Les détracteurs de Kassory contestent la validité du document diffusé. Y sont cités des noms d’alliés politiques tels que Bah Ousmane, Papa Koly Kourouma et Alhousseiny Makanéra, ce qui laisse à penser que cet écrit a été rédigé lors de la campagne présidentielle d’octobre 2020 – soupçon renforcé par le refus des proches de l’ancien Premier ministre d’en communiquer la date de réception.
Dans un enregistrement audio daté du 4 mars et que Jeune Afrique a pu écouter, on entend Alpha Condé suggérer la mise en place d’un « collège provisoire ». Trois noms reviennent à deux reprises au moins : celui de Khalil, de Kassory et de Damaro, sans qu’un leader soit désigné. « Je n’ai été le dauphin de personne. Si quelqu’un pense qu’il est mon dauphin, c’est son problème. Nous ne sommes pas en monarchie », déclarait d’ailleurs Alpha Condé dans une interview à Jeune Afrique, en mars 2021.
Dernier mot
Dans la course à la succession du président déchu figure aussi Amadou Damaro Camara (69 ans). Militant historique, issu de la minorité konianké de Guinée forestière, il a été de tous les combats menés par le RPG ces dix dernières années, en particulier à la tête de son groupe parlementaire lors de la législature 2014-2019, puis à la présidence de l’Assemblée à l’issue des législatives controversées de mars 2020 (elles avaient été couplées au référendum constitutionnel). Son ambition d’assurer l’intérim du chef de l’État en cas de vacance du pouvoir a été contrariée par le Comité national du rassemblement pour le développement (CNRD), qui a abrogé la Constitution.

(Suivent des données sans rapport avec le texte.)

//! Model value object representing an LLM model binding

use serde::{Deserialize, Serialize};

/// Identifier of the model a role talks to (Value Object)
///
/// Backends are OpenAI-compatible endpoints, so any model name the endpoint
/// accepts is valid. The binding is resolved once by the caller before a run
/// starts and then carried by each [`RoleDefinition`](crate::RoleDefinition).
#[derive(Debug, Clone, PartialEq, Eq, Hash, Serialize, Deserialize)]
#[serde(transparent)]
pub struct Model(String);

impl Model {
    /// Name of the model used when no profile overrides it
    pub const DEFAULT: &'static str = "gpt-4o";

    pub fn new(name: impl Into<String>) -> Self {
        Self(name.into())
    }

    /// Get the string identifier for this model
    pub fn as_str(&self) -> &str {
        &self.0
    }
}

impl Default for Model {
    fn default() -> Self {
        Model::new(Self::DEFAULT)
    }
}

impl std::fmt::Display for Model {
    fn fmt(&self, f: &mut std::fmt::Formatter<'_>) -> std::fmt::Result {
        write!(f, "{}", self.0)
    }
}

impl std::str::FromStr for Model {
    type Err = std::convert::Infallible;

    fn from_str(s: &str) -> Result<Self, Self::Err> {
        Ok(Model::new(s.trim()))
    }
}

impl From<&str> for Model {
    fn from(s: &str) -> Self {
        Model::new(s)
    }
}

#[cfg(test)]
mod tests {
    use super::*;

    #[test]
    fn test_default_model() {
        assert_eq!(Model::default().as_str(), "gpt-4o");
    }

    #[test]
    fn test_parse_trims() {
        let model: Model = "  gpt-4.1-mini ".parse().unwrap();
        assert_eq!(model.to_string(), "gpt-4.1-mini");
    }

    #[test]
    fn test_serde_transparent() {
        let json = serde_json::to_string(&Model::new("llama3")).unwrap();
        assert_eq!(json, "\"llama3\"");
        let back: Model = serde_json::from_str(&json).unwrap();
        assert_eq!(back, Model::new("llama3"));
    }
}
//! Agent node: one model turn for one role.

use crate::ports::llm_gateway::{GatewayError, LlmGateway};
use pecko_domain::{AiMessage, ConversationLog, Message, RoleDefinition, ToolDefinition};
use tracing::debug;

/// Ask the role's model for its next message.
///
/// The role's system prompt is prepended on every call and never stored in
/// the log, so a role's identity cannot drift between turns. The returned
/// message is stamped with the role as its author; appending is up to the
/// caller.
pub(super) async fn invoke<G: LlmGateway + ?Sized>(
    gateway: &G,
    role: &RoleDefinition,
    tools: &[ToolDefinition],
    log: &ConversationLog,
) -> Result<AiMessage, GatewayError> {
    let mut messages = Vec::with_capacity(log.len() + 1);
    messages.push(Message::system(role.system_prompt()));
    messages.extend(log.messages().iter().cloned());

    debug!(
        "Invoking {} on {} ({} messages, {} tools)",
        role.name(),
        role.model(),
        messages.len(),
        tools.len()
    );

    let response = gateway.complete(role.model(), &messages, tools).await?;
    Ok(response.with_author(role.kind()))
}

Troisième des principaux prétendants à la succession d’Alpha Condé à la tête du RPG, son ancien chef de la diplomatie, Ibrahima Khalil Kaba (48 ans), apparaît moins clivant et plus discret que ses deux aînés. Réputé populaire auprès des jeunes et des femmes du parti, celui que ses proches surnomment « Lilou » se mêle peu des polémiques politico-ethniques. Une qualité qui a son revers : « Il reste peu connu du grand public », note Souleymane Camara, jeune cadre du RPG, qui souligne néanmoins d’autres atouts. « Il passe pour intègre, travailleur et particulièrement rigoureux. Il a su étoffer son réseau grâce au carnet d’adresses de son ancien patron. Au point d’être perçu, depuis 2016, comme un dauphin potentiel, même s’il s’en est défendu. »
Ibrahima Khalil Kaba, ancien chef puis directeur de cabinet à la présidence (2012 à 2021) et ex-ministre des Affaires étrangères (2021). © Youri Lenquette pour JA
Le dernier mot reviendra aux militants et à Alpha Condé. La justice aura également son mot à dire dans ce qui est a priori une affaire interne au RPG. Il n’est en effet pas exclu qu’elle « rattrape » d’ex-membres du gouvernement déchu, à propos desquels la gendarmerie enquête sur instruction du parquet près la Cour de répression des infractions économiques et financières (Crief). Ce que le parti interprète comme « une chasse aux sorcières ».